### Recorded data
= = = = = = =

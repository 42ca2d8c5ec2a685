//! Radarr façade

use super::common::{Connection, PAGE_SIZE};
use super::context::ClientContext;
use crate::config::ServerConfig;
use crate::error::Result;
use crate::http::{RequestConfig, Transport};
use crate::pagination::PageReconciler;
use crate::points::{radarr_missing_points, radarr_queue_points};
use crate::schema::{adapt_all, Movie, Normalize, QueueItem};
use crate::types::{ApiVersion, ServiceType};
use chrono::Utc;
use std::sync::Arc;

const SERVICE: ServiceType = ServiceType::Radarr;

/// Per-server Radarr client exposing the poll operations
pub struct RadarrClient {
    conn: Connection,
}

impl RadarrClient {
    /// Connect to `server` and resolve its API version
    pub async fn connect(server: ServerConfig, ctx: &ClientContext) -> Result<Self> {
        let conn = Connection::open(SERVICE, server, ctx).await?;
        Ok(Self { conn })
    }

    /// Connect over an existing transport
    pub async fn with_transport(
        server: ServerConfig,
        transport: Arc<dyn Transport>,
        ctx: &ClientContext,
    ) -> Self {
        let conn = Connection::with_transport(SERVICE, server, transport, ctx).await;
        Self { conn }
    }

    pub fn version(&self) -> ApiVersion {
        self.conn.version
    }

    pub fn server(&self) -> &ServerConfig {
        &self.conn.server
    }

    /// Monitored movies without a file
    pub async fn missing(&self) -> Result<usize> {
        let version = self.conn.version;
        let records = self
            .conn
            .fetch_records(&version.endpoint("movie"), RequestConfig::new(), Movie::ENTITY)
            .await?;

        let missing: Vec<Movie> = adapt_all::<Movie>(records, version)
            .into_iter()
            .filter(Movie::is_missing)
            .collect();
        let points = radarr_missing_points(&missing, self.conn.server.id, version, Utc::now());
        self.conn.emit(SERVICE, "missing", points).await
    }

    /// Active downloads
    pub async fn queue(&self) -> Result<usize> {
        let version = self.conn.version;
        let endpoint = version.endpoint("queue");
        let records = match version {
            ApiVersion::LegacyV1 => {
                self.conn
                    .fetch_records(&endpoint, RequestConfig::new(), QueueItem::ENTITY)
                    .await?
            }
            ApiVersion::VersionedV3 => {
                PageReconciler::new(self.conn.transport.as_ref())
                    .collect(
                        &endpoint,
                        PAGE_SIZE,
                        &[("includeMovie", "true"), ("includeUnknownMovieItems", "false")],
                    )
                    .await?
            }
        };

        let items: Vec<QueueItem> = adapt_all(records, version);
        let points = radarr_queue_points(&items, self.conn.server.id, version, Utc::now());
        self.conn.emit(SERVICE, "queue", points).await
    }
}

impl std::fmt::Debug for RadarrClient {
    fn fmt(&self, f: &mut std::fmt::Formatter<'_>) -> std::fmt::Result {
        f.debug_struct("RadarrClient")
            .field("server", &self.conn.server.id)
            .field("url", &self.conn.server.base_url())
            .field("version", &self.conn.version)
            .finish()
    }
}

= = = = = = =

### WHAT NEEDS TO BE DONE
Look at the records above. Copy every line where the string "ServiceType" occurs.

### FINAL ANSWER
use crate::types::{ApiVersion, ServiceType};
const SERVICE: ServiceType = ServiceType::Radarr;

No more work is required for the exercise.